# Info about 2002 "Dead Radio Syndrome"



## MaryP (Jul 27, 2001)

Just wanted to post a link that contains the info on TSB 91-02-01 for the problem that 2002 models have with the radio "dying" for no apparent reason.
I still see this question pop up frequently and hope the moderators will add the info provided in the link below to the Car/Audio FAQ's.
Pulling fuse #42 for 10 seconds and reseating it will power up the HU again, but the problem is a software glitch in the HU and it usually happens again. 
If it happens, the best thing to do is take it to the dealer without reseating the fuse, so it can be documented. THE DEALER SHOULD REPLACE THE HU ACCORDING TO THE TSB!
http://forums.tdiclub.com/show...Forum


----------



## G-Shock (Jun 14, 2002)

*Re: Info about 2002 "Dead Radio Syndrome" (MaryP)*

Very interesting, my radio hasn't died on me for a long time though I will keep this in mind


----------



## UnwantedDriver (Sep 3, 2002)

After about 2 years of owning my car, this actually happened to me yesterday! The alarm LED on the radio was still blinking, but the buttons and display did not light up with the dash lights and the unit appeared 'dead' .... the fuse trick did do the job, but I think I'm going to investigate the TSB further.
Thanks for the knowledge and advice!


----------



## DJKeebler (Dec 6, 2001)

*Re: Info about 2002 "Dead Radio Syndrome" (MaryP)*

I just picked up a 2002 GTi yesterday and the previous owner made me aware of this happening. The good news though is that he already made arrangements with the dealer and the replacement is waiting to be installed. Woohoo!


----------



## 02VDubGTI (Apr 4, 2002)

same thing here..... my HU in myn2002 gti radio just died yesterday (saturday May 8). calling dealer monday AM to tell them to replace the HU. My brother who also has an 02 GTI already had his replaced a few months ago too....


----------



## plavin (Jun 17, 2004)

*Re: Info about 2002 "Dead Radio Syndrome" (MaryP)*

Thank you, everyone.

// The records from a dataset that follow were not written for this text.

/// Merge a partial update into a highlight
async fn update_highlight(
    State(state): State<AppState>,
    Path(id): Path<String>,
    Query(query): Query<KindQuery>,
    Json(patch): Json<Value>,
) -> Result<Json<HighlightRecord>> {
    if !patch.is_object() {
        return Err(AppError::BadRequest("Patch must be a JSON object".to_string()));
    }

    match state.store(query.kind).update(&id, &patch).await {
        UpdateOutcome::Applied(record) => Ok(Json(record)),
        UpdateOutcome::Missing => Err(AppError::NotFound(format!("Highlight not found: {}", id))),
        UpdateOutcome::Duplicate => Err(AppError::Conflict(format!(
            "Update would duplicate another highlight: {}",
            id
        ))),
        UpdateOutcome::Invalid(e) => Err(AppError::BadRequest(e.to_string())),
        UpdateOutcome::Unavailable => {
            Err(AppError::Internal("Highlight storage unavailable".to_string()))
        }
    }
}

/// Delete a highlight
async fn delete_highlight(
    State(state): State<AppState>,
    Path(id): Path<String>,
    Query(query): Query<KindQuery>,
) -> Result<StatusCode> {
    if state.store(query.kind).remove(&id).await {
        Ok(StatusCode::NO_CONTENT)
    } else {
        Err(AppError::NotFound(format!("Highlight not found: {}", id)))
    }
}

/// Delete every highlight of a document
async fn clear_highlights(
    State(state): State<AppState>,
    Query(query): Query<ClearQuery>,
) -> Json<Value> {
    let removed = state.store(query.kind).clear_for_document(&query.url).await;
    Json(serde_json::json!({ "removed": removed }))
}

#[cfg(test)]
mod tests {
    use std::sync::Arc;

    use axum::body::Body;
    use axum::http::{Request, StatusCode};
    use http_body_util::BodyExt;
    use serde_json::{json, Value};
    use tower::ServiceExt;

    use crate::build_app;
    use crate::config::Config;
    use crate::highlights::MemoryStore;
    use crate::state::AppState;

    const URL: &str = "https://example.com/fox";
    const HTML: &str = "<p>The quick brown fox jumps. The quick brown fox runs.</p>";

    fn app() -> axum::Router {
        build_app(AppState::new(Config::default(), Arc::new(MemoryStore::new())))
    }

    async fn send(app: &axum::Router, method: &str, uri: &str, body: Option<Value>) -> (StatusCode, Value) {
        let request = Request::builder()
            .method(method)
            .uri(uri)
            .header("content-type", "application/json");
        let request = match body {
            Some(body) => request.body(Body::from(body.to_string())).unwrap(),
            None => request.body(Body::empty()).unwrap(),
        };

        let response = app.clone().oneshot(request).await.unwrap();
        let status = response.status();
        let bytes = response.into_body().collect().await.unwrap().to_bytes();
        let value = if bytes.is_empty() {
            Value::Null
        } else {
            serde_json::from_slice(&bytes).unwrap()
        };
        (status, value)
    }

    fn create_body(start: usize, end: usize) -> Value {
        json!({
            "url": URL,
            "title": "Fox",
            "html": HTML,
            "start": { "path": "/html/body/p/text()[1]", "offset": start },
            "end": { "path": "/html/body/p/text()[1]", "offset": end },
            "note": "second fox"
        })
    }

    #[tokio::test]
    async fn test_health() {
        let (status, body) = send(&app(), "GET", "/health", None).await;
        assert_eq!(status, StatusCode::OK);
        assert_eq!(body["status"], "healthy");
    }

    #[tokio::test]
    async fn test_create_list_render_delete() {
        let app = app();

        let (status, body) = send(&app, "POST", "/api/v1/highlights", Some(create_body(31, 46))).await;
        assert_eq!(status, StatusCode::CREATED);
        assert_eq!(body["created"], true);
        assert_eq!(body["highlight"]["exact"], "quick brown fox");
        assert_eq!(body["highlight"]["prefix"], "he quick brown fox jumps. The ");
        assert!(body["html"]
            .as_str()
            .unwrap()
            .contains("jumps. The <span class=\"sentence-highlight\""));
        let id = body["highlight"]["id"].as_str().unwrap().to_string();

        let (status, body) = send(&app, "POST", "/api/v1/highlights", Some(create_body(31, 46))).await;
        assert_eq!(status, StatusCode::OK);
        assert_eq!(body["created"], false);

        let (_, list) = send(&app, "GET", &format!("/api/v1/highlights?url={}", URL), None).await;
        assert_eq!(list.as_array().unwrap().len(), 1);
        assert_eq!(list[0]["kind"], "sentence");

        let (status, body) = send(
            &app,
            "POST",
            "/api/v1/highlights/render",
            Some(json!({ "url": URL, "html": HTML })),
        )
        .await;
        assert_eq!(status, StatusCode::OK);
        assert_eq!(body["report"]["rendered"], 1);
        assert!(body["html"].as_str().unwrap().contains("title=\"second fox\""));

        let (status, _) = send(&app, "DELETE", &format!("/api/v1/highlights/{}", id), None).await;
        assert_eq!(status, StatusCode::NO_CONTENT);
        let (status, _) = send(&app, "DELETE", &format!("/api/v1/highlights/{}", id), None).await;
        assert_eq!(status, StatusCode::NOT_FOUND);
    }

    #[tokio::test]
    async fn test_create_rejects_bad_selection() {
        let app = app();

        let mut body = create_body(4, 19);
        body["start"]["path"] = json!("/html/body/div");
        let (status, error) = send(&app, "POST", "/api/v1/highlights", Some(body)).await;
        assert_eq!(status, StatusCode::BAD_REQUEST);
        assert_eq!(error["error"], "bad_request");

        let (status, _) = send(&app, "POST", "/api/v1/highlights", Some(create_body(4, 4))).await;
        assert_eq!(status, StatusCode::BAD_REQUEST);

        let (status, _) = send(&app, "POST", "/api/v1/highlights", Some(create_body(4, 999))).await;
        assert_eq!(status, StatusCode::BAD_REQUEST);
    }

    #[tokio::test]
    async fn test_update_and_clear() {
        let app = app();
        let (_, body) = send(&app, "POST", "/api/v1/highlights", Some(create_body(4, 9))).await;
        let id = body["highlight"]["id"].as_str().unwrap().to_string();

        let (status, updated) = send(
            &app,
            "PATCH",
            &format!("/api/v1/highlights/{}", id),
            Some(json!({ "color": "#BBDEFB" })),
        )
        .await;
        assert_eq!(status, StatusCode::OK);
        assert_eq!(updated["color"], "#BBDEFB");

        let (status, _) = send(
            &app,
            "PATCH",
            &format!("/api/v1/highlights/{}", id),
            Some(json!({ "exact": "" })),
        )
        .await;
        assert_eq!(status, StatusCode::BAD_REQUEST);

        let (status, _) = send(
            &app,
            "PATCH",
            "/api/v1/highlights/missing",
            Some(json!({ "color": "#BBDEFB" })),
        )
        .await;
        assert_eq!(status, StatusCode::NOT_FOUND);

        let (status, body) = send(&app, "DELETE", &format!("/api/v1/highlights?url={}", URL), None).await;
        assert_eq!(status, StatusCode::OK);
        assert_eq!(body["removed"], 1);

        let (_, list) = send(&app, "GET", "/api/v1/highlights", None).await;
        assert!(list.as_array().unwrap().is_empty());
    }

    fn stored_record(id: &str, exact: &str) -> Value {
        json!({
            "id": id,
            "url": URL,
            "title": "Fox",
            "timestamp": 1_700_000_000_000i64,
            "startXPath": "/html/body/p/text()[1]",
            "endXPath": "/html/body/p/text()[1]",
            "startOffset": 4,
            "endOffset": 9,
            "exact": exact,
            "prefix": "The ",
            "suffix": " brown"
        })
    }

    #[tokio::test]
    async fn test_create_rejects_non_hex_color() {
        let mut body = create_body(4, 9);
        body["color"] = json!("red; position: fixed");
        let (status, error) = send(&app(), "POST", "/api/v1/highlights", Some(body)).await;
        assert_eq!(status, StatusCode::BAD_REQUEST);
        assert!(error["message"].as_str().unwrap().contains("#RRGGBB"));
    }

    #[tokio::test]
    async fn test_import_then_guarded_updates() {
        let app = app();

        let records = json!([
            stored_record("a", "quick"),
            stored_record("b", "brown"),
            stored_record("a-again", "quick"),
            { "id": "broken", "url": URL }
        ]);
        let (status, body) = send(&app, "POST", "/api/v1/highlights/import", Some(records)).await;
        assert_eq!(status, StatusCode::OK);
        assert_eq!(body["stored"], 2);
        assert_eq!(body["duplicate"], 1);
        assert_eq!(body["invalid"][0]["index"], 3);

        let (status, error) = send(
            &app,
            "PATCH",
            "/api/v1/highlights/b",
            Some(json!({ "exact": "quick" })),
        )
        .await;
        assert_eq!(status, StatusCode::CONFLICT);
        assert_eq!(error["error"], "conflict");

        let (status, _) = send(
            &app,
            "PATCH",
            "/api/v1/highlights/b",
            Some(json!({ "color": "red; position: fixed" })),
        )
        .await;
        assert_eq!(status, StatusCode::BAD_REQUEST);

        let (status, _) = send(
            &app,
            "PATCH",
            "/api/v1/highlights/b",
            Some(json!({ "prefix": "x".repeat(31) })),
        )
        .await;
        assert_eq!(status, StatusCode::BAD_REQUEST);

        let (_, list) = send(&app, "GET", &format!("/api/v1/highlights?url={}", URL), None).await;
        assert_eq!(list.as_array().unwrap().len(), 2);
        assert_eq!(list[1]["exact"], "brown");
        assert_eq!(list[1]["prefix"], "The ");
    }
}
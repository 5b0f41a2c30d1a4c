//! Error types for the highlight anchor server

use axum::{
    http::StatusCode,
    response::{IntoResponse, Response},
    Json,
};
use serde::Serialize;
use thiserror::Error;

use crate::highlights::StoreError;

/// Application-wide result type
pub type Result<T> = std::result::Result<T, AppError>;

/// Application error type
#[derive(Error, Debug)]
pub enum AppError {
    #[error("Not found: {0}")]
    NotFound(String),

    #[error("Bad request: {0}")]
    BadRequest(String),

    #[error("Conflict: {0}")]
    Conflict(String),

    #[error("Internal error: {0}")]
    Internal(String),

    #[error("Store error: {0}")]
    Store(#[from] StoreError),
}

/// Error response body
#[derive(Serialize)]
struct ErrorResponse {
    error: String,
    message: String,
    #[serde(skip_serializing_if = "Option::is_none")]
    details: Option<String>,
}

impl IntoResponse for AppError {
    fn into_response(self) -> Response {
        let (status, error_type, message) = match &self {
            AppError::NotFound(msg) => (StatusCode::NOT_FOUND, "not_found", msg.clone()),
            AppError::BadRequest(msg) => (StatusCode::BAD_REQUEST, "bad_request", msg.clone()),
            AppError::Conflict(msg) => (StatusCode::CONFLICT, "conflict", msg.clone()),
            AppError::Internal(msg) => {
                tracing::error!("Internal error: {}", msg);
                (
                    StatusCode::INTERNAL_SERVER_ERROR,
                    "internal_error",
                    "An internal error occurred".to_string(),
                )
            }
            AppError::Store(e) => {
                tracing::error!("Store error: {}", e);
                match e {
                    StoreError::Substrate(_) => (
                        StatusCode::SERVICE_UNAVAILABLE,
                        "store_unavailable",
                        "Highlight storage is unavailable".to_string(),
                    ),
                    _ => (
                        StatusCode::INTERNAL_SERVER_ERROR,
                        "store_error",
                        "Store error".to_string(),
                    ),
                }
            }
        };

        let body = Json(ErrorResponse {
            error: error_type.to_string(),
            message,
            details: if cfg!(debug_assertions) {
                Some(self.to_string())
            } else {
                None
            },
        });

        (status, body).into_response()
    }
}

#[cfg(test)]
mod tests {
    use super::*;

    #[test]
    fn test_status_codes() {
        let cases = [
            (AppError::NotFound("x".into()), StatusCode::NOT_FOUND),
            (AppError::BadRequest("x".into()), StatusCode::BAD_REQUEST),
            (AppError::Conflict("x".into()), StatusCode::CONFLICT),
            (AppError::Internal("x".into()), StatusCode::INTERNAL_SERVER_ERROR),
            (
                AppError::Store(StoreError::Substrate("down".into())),
                StatusCode::SERVICE_UNAVAILABLE,
            ),
        ];
        for (error, status) in cases {
            assert_eq!(error.into_response().status(), status);
        }
    }
}
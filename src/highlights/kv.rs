//! Key-value persistence substrate
//!
//! Highlight collections are stored as one JSON array per key. The substrate
//! only moves strings; decoding and validation live in the store.

use std::collections::HashMap;
use std::str::FromStr;

use async_trait::async_trait;
use parking_lot::Mutex;
use sqlx::sqlite::{SqliteConnectOptions, SqliteJournalMode, SqlitePool, SqlitePoolOptions};

use super::StoreError;

/// Value read for keys that were never written
pub const EMPTY_COLLECTION: &str = "[]";

/// Asynchronous string key-value storage
#[async_trait]
pub trait KeyValueStore: Send + Sync {
    /// Read a key, `None` when it was never written
    async fn get(&self, key: &str) -> Result<Option<String>, StoreError>;

    /// Write a key, replacing any previous value
    async fn set(&self, key: &str, value: &str) -> Result<(), StoreError>;

    /// Read a key, substituting `fallback` when it was never written
    async fn get_or(&self, key: &str, fallback: &str) -> Result<String, StoreError> {
        Ok(self
            .get(key)
            .await?
            .unwrap_or_else(|| fallback.to_string()))
    }
}

/// Process-local substrate
#[derive(Debug, Default)]
pub struct MemoryStore {
    entries: Mutex<HashMap<String, String>>,
}

impl MemoryStore {
    pub fn new() -> Self {
        Self::default()
    }
}

#[async_trait]
impl KeyValueStore for MemoryStore {
    async fn get(&self, key: &str) -> Result<Option<String>, StoreError> {
        Ok(self.entries.lock().get(key).cloned())
    }

    async fn set(&self, key: &str, value: &str) -> Result<(), StoreError> {
        self.entries
            .lock()
            .insert(key.to_string(), value.to_string());
        Ok(())
    }
}

/// SQLite-backed substrate
#[derive(Debug, Clone)]
pub struct SqliteStore {
    pool: SqlitePool,
}

impl SqliteStore {
    /// Open (creating if missing) the database at `database_url`
    pub async fn connect(database_url: &str) -> Result<Self, StoreError> {
        let options = SqliteConnectOptions::from_str(database_url)?
            .create_if_missing(true)
            .journal_mode(SqliteJournalMode::Wal)
            .synchronous(sqlx::sqlite::SqliteSynchronous::Normal);

        let pool = SqlitePoolOptions::new()
            .max_connections(5)
            .connect_with(options)
            .await?;

        let store = Self { pool };
        store.init().await?;
        Ok(store)
    }

    /// Private in-memory database
    pub async fn in_memory() -> Result<Self, StoreError> {
        // Each connection to :memory: is a separate database
        let pool = SqlitePoolOptions::new()
            .max_connections(1)
            .connect("sqlite::memory:")
            .await?;

        let store = Self { pool };
        store.init().await?;
        Ok(store)
    }

    /// Create the key-value table
    pub async fn init(&self) -> Result<(), StoreError> {
        sqlx::query(
            r#"
            CREATE TABLE IF NOT EXISTS kv (
                key TEXT PRIMARY KEY,
                value TEXT NOT NULL
            )
            "#,
        )
        .execute(&self.pool)
        .await?;

        tracing::info!("Key-value schema initialized");
        Ok(())
    }

    pub fn pool(&self) -> &SqlitePool {
        &self.pool
    }
}

#[async_trait]
impl KeyValueStore for SqliteStore {
    async fn get(&self, key: &str) -> Result<Option<String>, StoreError> {
        let value = sqlx::query_scalar::<_, String>("SELECT value FROM kv WHERE key = ?")
            .bind(key)
            .fetch_optional(&self.pool)
            .await?;
        Ok(value)
    }

    async fn set(&self, key: &str, value: &str) -> Result<(), StoreError> {
        sqlx::query(
            r#"
            INSERT INTO kv (key, value) VALUES (?, ?)
            ON CONFLICT(key) DO UPDATE SET value = excluded.value
            "#,
        )
        .bind(key)
        .bind(value)
        .execute(&self.pool)
        .await?;
        Ok(())
    }
}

My radio/cd died yesterday. Though my TDI is only 2 years old, I thought to myself - well, things happen - and started looking for a replacement. Then I thought that this just can't be right and checked in here. Thanks for taking the time to relate your experiences here. 
Yesterday: http://forums.vwvortex.com/zer...89459#
Today: http://forums.vwvortex.com/zer...89459#


----------



## CharlieGTI (Jul 11, 2003)

*Re: Info about 2002 "Dead Radio Syndrome" (MaryP)*

My radio died today, and the fuse trick worked well. I called VW, and spoke to someone who was well aware of the problem, she just said the next time it happens to bring it in, and they will give me a new one. They told me they have seen many of these, and wouldn't think twice about replacing it, they just have to see it dead to replace it. So like it stated above, and what I didn't listen to, was DO NOT FIX IT, Bring it to the dealer. Thanks to all who posted this problem/fix. I'm going on a road trip tomorrow morning, and could not live without a radio for the 6 hour drive.


----------



## DubberNix (Jan 29, 2002)

*Re: Info about 2002 "Dead Radio Syndrome" (CharlieGTI)*

Mine was replaced...and it wasn't even dead when I brought it in. I just told them that it died every few months and they swapped it out http://****************.com/smile/emthup.gif


----------



## kintetaylor (Oct 1, 2004)

*Re: Info about 2002 "Dead Radio Syndrome" (DubberNix)*

It just happened to me today, glad there was a post about it, now i have my tunes back, does anyone know if this still happens if you have an aftermarket radio installed?


----------



## BigA (Dec 13, 2000)

*Re: Info about 2002 "Dead Radio Syndrome" (kintetaylor)*

When your HU dies does it simply not turn on at all? My sisters 02 displays doesn't work but displays an error message saying "CHECK". Is that the same issue you guys are having?


----------



## kintetaylor (Oct 1, 2004)

*Re: Info about 2002 "Dead Radio Syndrome" (BigA)*

what happened to me was that there was no power what so ever to the HU, I pressed all the buttons and nothing happened, the security led didnt even blink, pulling the fuse fixed it though


----------



## ReDGTI2EnVy (Oct 21, 2005)

*Re: Info about 2002 "Dead Radio Syndrome" (G-Shock)*

what's going on... I tried tha trick and it did not work for me. unfortunetly i don't have any warranty.. I guess i'm screwed huh?? or is there anything else I can do for now?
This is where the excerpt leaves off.